James Webb dernière révision avant le lancement

Après de nombreux reports, le James Webb a finalement passé la dernière révision et est prêt pour le lancement prévu le 31 octobre 2021.
Le miroir principal du télescope spatial James Webb (JWST). Crédit: NASA

Après de nombreux reports, le James Webb Space Telescope (JWST) a finalement passé la dernière révision et est prêt pour le lancement. Le nouveau joyau issu d’une collaboration internationale entre l’Agence spatiale européenne (ESA) et l’Agence spatiale canadienne (CSA) se dirige vers le lancement prévu le 31 octobre 2021.

La dernière révision effectuée ces dernières semaines avait pour tâche de mesurer si les forces mécaniques, les vibrations et les variations de température étaient compatibles avec un chargement aussi délicat que celui de James Webb. Cet important jalon confirme que Ariane 5, James Webb et le plan de vol sont prêts pour le lancement. “Nous sommes ravis d’avoir surmonté cette étape importante en vue du lancement de Webb. Nous avons obtenu le feu vert d’Arianespace et de la NASA, déclare Peter Rumler, directeur de projet de l’ESA.

James Webb: le télescope le plus puissant jamais lancé dans l’espace

ESA, avec le lanceur Ariane 5, est le vecteur chargé de cette mission délicate. En collaboration avec ses partenaires, l’ESA a été responsable du développement, de la qualification et des adaptations d’Ariane 5. Le vecteur européen livrera le télescope directement dans une orbite de précision vers sa destination. Le point final sera le second point de Lagrange (L2) à environ 1,5 million de km de la Terre en direction du Soleil.

Une fois en position, le télescope, avec son bouclier thermique tourné vers le Soleil, sera haut de 8 m et aussi grand qu’un terrain de tennis. Sa technologie basée sur 18 miroirs hexagonaux en béryllium ultra-léger. Permettra de observer dans le proche et le moyen infrarouge, tandis que les 5 couches séparées en Kapton, un matériau plastique en film, le protégeront des rayonnements solaires, garantissant ainsi une stabilité aux importants excès thermiques auxquels les instruments seront soumis.

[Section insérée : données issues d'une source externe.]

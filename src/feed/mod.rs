//! Timeline feed: The ordered comment sequence and its read cursor.
//!
//! Everything before the cursor has been dispatched (or deliberately
//! skipped); everything from the cursor on is pending. The feed never
//! shrinks except through [`TimelineFeed::reset`] and
//! [`TimelineFeed::load`].

use crate::comment::Comment;
use serde::{Deserialize, Serialize};

/// Ingestion policy for the feed.
#[derive(Debug, Clone, Copy, PartialEq, Eq, Default, Serialize, Deserialize)]
#[serde(rename_all = "snake_case")]
pub enum FeedMode {
    /// Comments are shown as they arrive; rewinding is not possible.
    #[default]
    Live,
    /// Comments are dispatched when the playback clock reaches their timestamp.
    Timestamped,
}

/// Comments in dispatch order plus a cursor.
///
/// Invariant: `0 <= cursor <= len`.
#[derive(Debug, Clone, Default)]
pub struct TimelineFeed {
    /// Ordered comments.
    items: Vec<Comment>,
    /// Index of the first pending comment.
    cursor: usize,
    /// Ingestion policy.
    mode: FeedMode,
}

impl TimelineFeed {
    /// Create an empty feed.
    pub const fn new(mode: FeedMode) -> Self {
        Self {
            items: Vec::new(),
            cursor: 0,
            mode,
        }
    }

    /// The ingestion policy.
    #[inline]
    pub const fn mode(&self) -> FeedMode {
        self.mode
    }

    /// Current cursor position.
    #[inline]
    pub const fn cursor(&self) -> usize {
        self.cursor
    }

    /// Number of comments held.
    #[inline]
    pub fn len(&self) -> usize {
        self.items.len()
    }

    /// Check if the feed holds no comments.
    #[inline]
    pub fn is_empty(&self) -> bool {
        self.items.is_empty()
    }

    /// All comments, dispatched and pending.
    #[inline]
    pub fn items(&self) -> &[Comment] {
        &self.items
    }

    /// Comments not yet dispatched.
    #[inline]
    pub fn pending(&self) -> &[Comment] {
        &self.items[self.cursor..]
    }

    /// Insert a comment at the cursor and step past it.
    ///
    /// The position ignores the comment's timestamp: live comments are
    /// shown in arrival order. A timestamped feed must stay sorted, so
    /// there the timestamp is pulled into the range of its neighbours.
    pub fn send(&mut self, mut comment: Comment) {
        if self.mode == FeedMode::Timestamped {
            let before = self.cursor.checked_sub(1).map(|i| self.items[i].timestamp);
            let after = self.items.get(self.cursor).map(|c| c.timestamp);
            if let Some(floor) = before {
                comment.timestamp = comment.timestamp.max(floor);
            }
            if let Some(ceiling) = after {
                comment.timestamp = comment.timestamp.min(ceiling);
            }
        }
        self.items.insert(self.cursor, comment);
        self.cursor += 1;
    }

    /// Advance the cursor past every pending comment with
    /// `timestamp <= clock_time` and return them in order.
    pub fn drain_due(&mut self, clock_time: f64) -> Vec<Comment> {
        let start = self.cursor;
        let due = self.items[start..]
            .iter()
            .take_while(|c| c.timestamp <= clock_time)
            .count();
        self.cursor += due;
        self.items[start..self.cursor].to_vec()
    }

    /// Whether the next pending comment is due at `clock_time`.
    pub fn has_due(&self, clock_time: f64) -> bool {
        self.items
            .get(self.cursor)
            .is_some_and(|c| c.timestamp <= clock_time)
    }

    /// Skip to the live edge: nothing already held will be dispatched.
    pub fn skip_to_end(&mut self) {
        self.cursor = self.items.len();
    }

    /// Position the cursor at the first comment with `timestamp >= time`.
    pub fn seek_to(&mut self, time: f64) {
        self.cursor = self.items.partition_point(|c| c.timestamp < time);
    }

    /// Move the cursor back to the first comment.
    pub fn rewind(&mut self) {
        self.cursor = 0;
    }

    /// Replace the contents with `comments`, stably sorted by timestamp.
    pub fn load(&mut self, mut comments: Vec<Comment>) {
        comments.sort_by(|a, b| a.timestamp.total_cmp(&b.timestamp));
        self.items = comments;
        self.cursor = 0;
    }

    /// Drop every comment and reset the cursor.
    pub fn reset(&mut self) {
        self.items.clear();
        self.cursor = 0;
    }
}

Le choix d’un télescope infrarouge a été bien réfléchi. Grâce à l’expérience faite avec Hubble, on a compris que les télescopes orbitants surmontent les problèmes liés à l’atmosphère qui bloque ou altère la lumière provenant de l’espace. Mais la poussière cosmique et les gaz des nuages interstellaires sont également une limite pour les télescopes optiques spatiaux.

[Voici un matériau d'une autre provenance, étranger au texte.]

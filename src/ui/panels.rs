use eframe::egui::{self, Color32, RichText, Ui};

use crate::data::model::Measure;
use crate::state::AppState;

// ---------------------------------------------------------------------------
// Left side panel – selection controls
// ---------------------------------------------------------------------------

/// Render the left control panel.
pub fn side_panel(ui: &mut Ui, state: &mut AppState) {
    ui.heading("Study progress");
    ui.separator();

    let (Some(dashboard), Some(selection)) = (state.dashboard.clone(), state.selection.clone())
    else {
        ui.label("No dataset loaded.");
        return;
    };

    // ---- Study program ----
    ui.strong("Study program");
    egui::ComboBox::from_id_salt("select_program")
        .selected_text(selection.program.as_str())
        .width(ui.available_width())
        .show_ui(ui, |ui: &mut Ui| {
            for program in dashboard.programs() {
                let mut text = RichText::new(program);
                if let Some(cm) = &state.color_map {
                    text = text.color(cm.color_for(program));
                }
                if ui
                    .selectable_label(selection.program == *program, text)
                    .clicked()
                {
                    state.select_program(program.clone());
                }
            }
        });

    ui.add_space(4.0);
    if let Some(view) = &state.view {
        ui.label(view.status.as_str());
    }
    ui.separator();

    // ---- Measure ----
    ui.strong("Average shown");
    let mut measure = selection.measure;
    ui.horizontal(|ui: &mut Ui| {
        for m in Measure::ALL {
            ui.radio_value(&mut measure, m, m.to_string());
        }
    });
    if measure != selection.measure {
        state.select_measure(measure);
    }
    ui.separator();

    // ---- Semester range ----
    ui.strong("Semesters shown");
    let (min_sem, max_sem) = dashboard.semester_bounds();
    let mut max_semester = selection.max_semester;
    let slider = egui::Slider::new(&mut max_semester, min_sem..=max_sem)
        .step_by(1.0)
        .text("up to semester");
    if ui.add(slider).changed() {
        state.select_max_semester(max_semester);
    }
}

// ---------------------------------------------------------------------------
// Top bar
// ---------------------------------------------------------------------------

/// Render the top menu / toolbar.
pub fn top_bar(ui: &mut Ui, state: &mut AppState) {
    egui::menu::bar(ui, |ui: &mut Ui| {
        ui.menu_button("File", |ui: &mut Ui| {
            if ui.button("Open…").clicked() {
                open_file_dialog(state);
                ui.close_menu();
            }
        });

        ui.separator();

        if let Some(ds) = &state.dashboard {
            ui.label(format!(
                "{} records, {} programs, {} aggregate rows",
                ds.record_count(),
                ds.programs().len(),
                ds.rows().len()
            ));
        }

        if let Some(msg) = &state.status_message {
            ui.separator();
            ui.label(RichText::new(msg).color(Color32::RED));
        }
    });
}

// ---------------------------------------------------------------------------
// File dialog
// ---------------------------------------------------------------------------

pub fn open_file_dialog(state: &mut AppState) {
    let file = rfd::FileDialog::new()
        .set_title("Open student data")
        .add_filter("CSV", &["csv", "txt"])
        .pick_file();

    if let Some(path) = file {
        if let Err(e) = state.load(&path) {
            log::error!("Failed to load {}: {e}", path.display());
            state.status_message = Some(format!("Error: {e}"));
        }
    }
}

Les observations de James Webb iront au-delà de ces obstacles. Le télescope permettra l’étude des corps dans l’espace profond. Ces objets en constante éloignement sont plus facilement détectables avec des instruments optimisés pour les fréquences dans l’infrarouge. En outre, l’utilisation de l’infrarouge rendra visibles des régions de l’espace autrement obscurcies par les gaz et les poussières dans la lumière visible.